Ripping CDs in Linux (Tested in Fedora 20)
I probably should start a blog or something. I'm just hoping someone finds this useful. Sorry it is so long.
This is long and pedantic, but the script makes it easy for me to be pedantic.
There is an equivalent of EAC for Linux, written in python I believe by one of the GStreamer developers.
I haven't used it in several years because it is fracking slow.
I use cdparanoia because it is faster and still usually gets bit for bit good copy.
The only CD I've ever had a problem with using cdparanoia was a Shakira CD where EAC on Windows didn't do any better, it had intentionally flawed bits as a copy protection measure, so I ended up pirating it (I owned the CD so...)
This script uses the following CLI utilities that should be readily available in any modern Linux distribution:
EXECUTABLE (PACKAGE VERSION)
cd-info (libcdio 0.90)
bc (bc 1.06.95)
cdparanoia (cdparanoia 10.2)
sox (sox 14.4.1)
flac (flac 1.3.0)
shnsplit (shntool 3.0.10)
It rips and flac encodes in /tmp
I do this because I use tmpfs for /tmp and thus it is all done in memory and no disk writing is needed.
But don't use tmpfs for /tmp if you don't have a decent amount of memory, or you'll run out of space. tmpfs usually is configured to only use up to half of available system memory, and there are other things using tmpfs as well.
If you have 4GB or less and are using tmpfs for /tmp then change the line that says
TMP=`mktemp -d --tmpdir=/tmp paranoid.XXXXX`
to use something on a hard drive (like maybe --tmpdir=/home/username)
The script initially rips to a single file. I then do something controversial and re-sample to 48kHz.
Some here have expressed that is somewhat silly and perhaps they are right but I'm trying to keep everything 48kHz. I won't argue my reasons, but I do flac encode the 41.1kHz as ripped for archival purposes.
The script splits the re-sampled WAV using the cue information from the CDROM.
Since cdparanoia starts ripping from the beginning of the first track which often is not the beginning of the disc, the cue sheet has to be changed to split it.
I subtract the value of the first entry from all the entries, and the match I use for that does it by frame.
Then since shnsplit won't split a 48000 kHz WAV using frames, even though 48000 divides evenly by 75, the frames are converted to milliseconds. I do this using bc, dividing the number of frames by 75. It always rounds down but we are talking 1 millisecond.
I hope shntool is patched to allow MM:SS:NN but until it is, there will usually be a fraction of a 44.1 kHz frame difference in where a track is split because we are converting from base75 to decimal but we are talking less than a thousandth of a second difference, I doubt it ever makes a difference that can be audibly noticed.
After it splits the tracks, it attempts to make stubs for tagging.

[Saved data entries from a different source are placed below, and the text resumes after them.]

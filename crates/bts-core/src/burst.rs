//! Burst-level bit constants, TS 45.002 clause 5.2.

use crate::Ubit;

/// Bits per burst period (3 + 58 + 26 + 58 + 3).
pub const GSM_BURST_LEN: usize = 148;

/// Payload bits carried by one normal burst (2 x 57).
pub const BURST_PAYLOAD_LEN: usize = 114;

/// Dummy burst (TS 45.002 5.2.6), sent on C0 when a slot has nothing to say.
pub const DUMMY_BURST: [Ubit; GSM_BURST_LEN] = [
    0, 0, 0,
    1, 1, 1, 1, 1, 0, 1, 1, 0, 1, 1, 1, 0, 1, 1, 0, 0, 0, 0, 0, 1, 0, 1, 0, 0, 1, 0, 0, 1, 1, 1, 0,
    0, 0, 0, 0, 1, 0, 0, 1, 0, 0, 0, 1, 0, 0, 0, 0, 0, 0, 0, 1, 1, 1, 1, 1, 0, 0, 0, 1, 1, 1, 0, 0,
    0, 1, 0, 1, 1, 1, 0, 0, 0, 1, 0, 1, 1, 1, 0, 0, 0, 1, 0, 1, 0, 1, 1, 1, 0, 1, 0, 0, 1, 0, 1, 0,
    0, 0, 1, 1, 0, 0, 1, 1, 0, 0, 1, 1, 1, 0, 0, 1, 1, 1, 1, 0, 1, 0, 0, 1, 1, 1, 1, 1, 0, 0, 0, 1,
    0, 0, 1, 0, 1, 1, 1, 1, 1, 0, 1, 0, 1, 0,
    0, 0, 0,
];

/// Frequency correction burst (TS 45.002 5.2.4): all zero, which after GMSK
/// modulation is a pure tone.
pub const FCCH_BURST: [Ubit; GSM_BURST_LEN] = [0; GSM_BURST_LEN];

/// Normal burst training sequences (TS 45.002 5.2.3), indexed by TSC.
pub const TSC: [[Ubit; 26]; 8] = [
    [0, 0, 1, 0, 0, 1, 0, 1, 1, 1, 0, 0, 0, 0, 1, 0, 0, 0, 1, 0, 0, 1, 0, 1, 1, 1],
    [0, 0, 1, 0, 1, 1, 0, 1, 1, 1, 0, 1, 1, 1, 1, 0, 0, 0, 1, 0, 1, 1, 0, 1, 1, 1],
    [0, 1, 0, 0, 0, 0, 1, 1, 1, 0, 1, 1, 1, 0, 1, 0, 0, 1, 0, 0, 0, 0, 1, 1, 1, 0],
    [0, 1, 0, 0, 0, 1, 1, 1, 1, 0, 1, 1, 0, 1, 0, 0, 0, 1, 0, 0, 0, 1, 1, 1, 1, 0],
    [0, 0, 0, 1, 1, 0, 1, 0, 1, 1, 1, 0, 0, 1, 0, 0, 0, 0, 0, 1, 1, 0, 1, 0, 1, 1],
    [0, 1, 0, 0, 1, 1, 1, 0, 1, 0, 1, 1, 0, 0, 0, 0, 0, 1, 0, 0, 1, 1, 1, 0, 1, 0],
    [1, 0, 1, 0, 0, 1, 1, 1, 1, 1, 0, 1, 1, 0, 0, 0, 1, 0, 1, 0, 0, 1, 1, 1, 1, 1],
    [1, 1, 1, 0, 1, 1, 1, 1, 0, 0, 0, 1, 0, 0, 1, 0, 1, 1, 1, 0, 1, 1, 1, 1, 0, 0],
];

/// SCH extended training sequence (TS 45.002 5.2.5).
pub const SCH_TRAIN: [Ubit; 64] = [
    1, 0, 1, 1, 1, 0, 0, 1, 0, 1, 1, 0, 0, 0, 1, 0, 0, 0, 0, 0, 0, 1, 0, 0, 0, 0, 0, 0, 1, 1, 1, 1,
    0, 0, 1, 0, 1, 1, 0, 1, 0, 1, 0, 0, 0, 1, 0, 1, 0, 1, 1, 1, 0, 1, 1, 0, 0, 0, 0, 1, 1, 0, 1, 1,
];

/// Assemble a normal burst from two 57-bit payload halves, the stealing
/// flags and a training sequence code.
pub fn normal_burst(left: &[Ubit], right: &[Ubit], hl: Ubit, hu: Ubit, tsc: usize) -> [Ubit; GSM_BURST_LEN] {
    let mut bits = [0u8; GSM_BURST_LEN];
    bits[3..60].copy_from_slice(&left[..57]);
    bits[60] = hl;
    bits[61..87].copy_from_slice(&TSC[tsc & 7]);
    bits[87] = hu;
    bits[88..145].copy_from_slice(&right[..57]);
    bits
}

#[cfg(test)]
mod tests {
    use super::*;

    #[test]
    fn test_dummy_burst_guard_bits() {
        assert_eq!(&DUMMY_BURST[0..3], &[0, 0, 0]);
        assert_eq!(&DUMMY_BURST[145..148], &[0, 0, 0]);
    }

    #[test]
    fn test_normal_burst_layout() {
        let left = [1u8; 57];
        let right = [0u8; 57];
        let b = normal_burst(&left, &right, 1, 0, 2);
        assert_eq!(&b[0..3], &[0, 0, 0]);
        assert_eq!(&b[3..60], &left[..]);
        assert_eq!(b[60], 1);
        assert_eq!(&b[61..87], &TSC[2][..]);
        assert_eq!(b[87], 0);
        assert_eq!(&b[88..145], &right[..]);
        assert_eq!(&b[145..148], &[0, 0, 0]);
    }
}
use clap::Parser;

use std::sync::Arc;
use std::sync::atomic::{AtomicBool, Ordering};
use std::time::{Duration, Instant};

use bts_config::{BtsConfig, CfgPchan, toml_config};
use bts_core::debug;
use bts_core::frame::{GSM_HYPERFRAME, fn_add};
use bts_saps::{L1sapQueue, L1sapUp};
use bts_sched::{Pchan, TrxSched};
use tracing::{debug as log_debug, info, warn};

/// Load configuration file
fn load_config_from_toml(cfg_path: &str) -> BtsConfig {
    match toml_config::from_file(cfg_path) {
        Ok(c) => c,
        Err(e) => {
            println!("Failed to load configuration from {}: {}", cfg_path, e);
            std::process::exit(1);
        }
    }
}

fn pchan_of(cfg: CfgPchan) -> Option<Pchan> {
    match cfg {
        CfgPchan::None => None,
        CfgPchan::Ccch => Some(Pchan::Ccch),
        CfgPchan::CcchSdcch4 => Some(Pchan::CcchSdcch4),
        CfgPchan::Sdcch8 => Some(Pchan::Sdcch8),
        CfgPchan::TchF => Some(Pchan::TchF),
        CfgPchan::TchH => Some(Pchan::TchH),
        CfgPchan::Pdch => Some(Pchan::Pdch),
    }
}

/// Configure a scheduler from the static TRX settings.
fn build_sched(cfg: &BtsConfig) -> TrxSched {
    let trx = &cfg.trx;
    let mut sched = TrxSched::new(trx.nr, trx.c0, trx.tsc, trx.bsic);
    for (tn, &slot) in trx.timeslots.iter().enumerate() {
        if let Some(pchan) = pchan_of(slot)
            && let Err(e) = sched.set_pchan(tn as u8, pchan)
        {
            warn!("(ts={}) cannot configure pchan: {}", tn, e);
        }
    }
    sched
}

/// Run the scheduler against a free-running frame clock until shutdown.
/// Every tick issues ready-to-send ahead of airtime and produces the
/// downlink bursts of the current frame.
fn run_clock(cfg: &BtsConfig, mut sched: TrxSched, running: Arc<AtomicBool>) {
    let interval = Duration::from_micros(cfg.clock.frame_interval_us);
    let rts_advance = cfg.clock.rts_advance;
    let mut q = L1sapQueue::new();
    let mut fnr: u32 = 0;
    let mut next = Instant::now();

    info!(
        "starting virtual frame clock, interval {}us, rts_advance {}",
        cfg.clock.frame_interval_us, rts_advance
    );
    while running.load(Ordering::SeqCst) {
        sched.rts(fn_add(fnr, rts_advance), &mut q);
        for tn in 0..8u8 {
            sched.dl_burst(fnr, tn);
        }
        for msg in q.drain() {
            // No upper layer attached: RTS goes unanswered, C0 slots fall
            // back to dummy bursts
            log_debug!("fn={} upward {}", fnr, msg);
            if let L1sapUp::PhRachInd(ind) = msg {
                info!("RACH on ts {} at fn {}", ind.tn, ind.fnr);
            }
        }
        fnr = (fnr + 1) % GSM_HYPERFRAME;
        next += interval;
        let now = Instant::now();
        if next > now {
            std::thread::sleep(next - now);
        } else {
            // fell behind, resynchronize the tick base
            next = now;
        }
    }
    info!("frame clock stopped at fn {}", fnr);
}

#[derive(Parser, Debug)]
#[command(
    author,
    version,
    about = "GSM BTS L1 scheduler on a virtual frame clock",
    long_about = "Runs the burst scheduler against a free-running TDMA clock using the provided TOML configuration file"
)]
struct Args {
    /// Config file (required)
    #[arg(help = "TOML config with TRX/timeslot parameters")]
    config: String,
}

fn main() {
    let args = Args::parse();
    let cfg = load_config_from_toml(&args.config);
    let _log_guard = debug::setup_logging_default(cfg.debug_log.clone());

    let sched = build_sched(&cfg);

    let running = Arc::new(AtomicBool::new(true));
    let r = running.clone();
    ctrlc::set_handler(move || {
        r.store(false, Ordering::SeqCst);
    })
    .expect("failed to set Ctrl+C handler");

    run_clock(&cfg, sched, running);
}
use core::fmt;

/// Number of frames in the GSM hyperframe (26 * 51 * 2048, TS 45.002 4.3.3).
pub const GSM_HYPERFRAME: u32 = 26 * 51 * 2048;

/// Duration of one TDMA frame in microseconds (8 bursts of ~577 us).
pub const FRAME_DURATION_US: u64 = 4615;

/// A point in GSM TDMA time, held as a frame number modulo the hyperframe.
#[derive(Clone, Copy, PartialEq, Eq)]
pub struct GsmTime {
    /// Frame number, 0 .. GSM_HYPERFRAME
    pub fnr: u32,
}

impl GsmTime {
    pub fn new(fnr: u32) -> GsmTime {
        GsmTime { fnr: fnr % GSM_HYPERFRAME }
    }

    /// Superframe counter, 0 .. 2047
    pub fn t1(self) -> u32 {
        self.fnr / (26 * 51)
    }

    /// Position in the 26-multiframe
    pub fn t2(self) -> u32 {
        self.fnr % 26
    }

    /// Position in the 51-multiframe
    pub fn t3(self) -> u32 {
        self.fnr % 51
    }

    pub fn fn104(self) -> u32 {
        self.fnr % 104
    }

    pub fn fn102(self) -> u32 {
        self.fnr % 102
    }

    pub fn add_frames(self, frames: u32) -> GsmTime {
        GsmTime::new(self.fnr.wrapping_add(frames) % GSM_HYPERFRAME)
    }

    /// Number of frames from `earlier` to self, 0 .. GSM_HYPERFRAME-1.
    pub fn diff(self, earlier: GsmTime) -> u32 {
        (self.fnr + GSM_HYPERFRAME - earlier.fnr) % GSM_HYPERFRAME
    }
}

/// Forward distance from frame number `b` to frame number `a`.
pub fn fn_diff(a: u32, b: u32) -> u32 {
    (a + GSM_HYPERFRAME - b) % GSM_HYPERFRAME
}

/// `a + b` modulo the hyperframe.
pub fn fn_add(a: u32, b: u32) -> u32 {
    (a + b) % GSM_HYPERFRAME
}

impl fmt::Display for GsmTime {
    fn fmt(&self, f: &mut fmt::Formatter<'_>) -> fmt::Result {
        write!(f, "{:7}/{:04}/{:02}/{:02}", self.fnr, self.t1(), self.t2(), self.t3())
    }
}

impl fmt::Debug for GsmTime {
    fn fmt(&self, f: &mut fmt::Formatter<'_>) -> fmt::Result {
        write!(f, "{:7}/{:04}/{:02}/{:02}", self.fnr, self.t1(), self.t2(), self.t3())
    }
}

#[cfg(test)]
mod tests {
    use super::*;

    #[test]
    fn test_wraparound_diff() {
        let a = GsmTime::new(GSM_HYPERFRAME - 2);
        let b = a.add_frames(5);
        assert_eq!(b.fnr, 3);
        assert_eq!(b.diff(a), 5);
        assert_eq!(a.diff(b), GSM_HYPERFRAME - 5);
    }

    #[test]
    fn test_t123() {
        // fn = 1000: t1 = 1000/1326 = 0, t2 = 1000%26 = 12, t3 = 1000%51 = 31
        let t = GsmTime::new(1000);
        assert_eq!(t.t1(), 0);
        assert_eq!(t.t2(), 12);
        assert_eq!(t.t3(), 31);

        let t = GsmTime::new(26 * 51 * 3 + 7);
        assert_eq!(t.t1(), 3);
        assert_eq!(t.t2(), (26 * 51 * 3 + 7) % 26);
        assert_eq!(t.t3(), 7 % 51);
    }

    #[test]
    fn test_new_reduces_modulo() {
        assert_eq!(GsmTime::new(GSM_HYPERFRAME).fnr, 0);
        assert_eq!(GsmTime::new(GSM_HYPERFRAME + 41).fnr, 41);
    }
}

The script does not do any tagging other than the tags added by flac on encode (replay-gain)
One stub it creates is called metaMaster.txt
the tags it puts in that file are almost all empty:
ALBUMARTIST=
ALBUM=
GENRE=
DATE=
RECORDED=
REMASTER=
CDUNIVERSE=
I personally use original release date for DATE because when I play Caress of Steel, I want 1975 displayed, not the 1997 remaster date. REMASTER is where I put that date, I only need it in the event I want to check what version of an album a song is from.
The CDUNIVERSE tag is also a personal tag, I plan to use it with an HTML5 icecast client to make it easy for a listener who wants the album to have a link where they can get it.
It also adds a RIPPED tag including the date the media was ripped. Again I use this for personal information.
If the number of created tracks matches the number of ISRC codes, the script then creates stubs for individual files and adds a TOTALTRACKS tag filled in to the metaMaster.txt file. My understanding is that when ISRC info is not there, cd-info will give a value filled with 0s so in theory the script *should* always create the track specific stubs but I am not positive.
The stubs for individual files contain an empty ARTIST and TITLE tag, and the filled in ISRC and TRACKNUMBER tag.
Finally, the script creates a shell script that makes it easy to add tags once you complete the stubs and are ready to tag the flac files.
The script is not run automatically as initially the tag information isn't there.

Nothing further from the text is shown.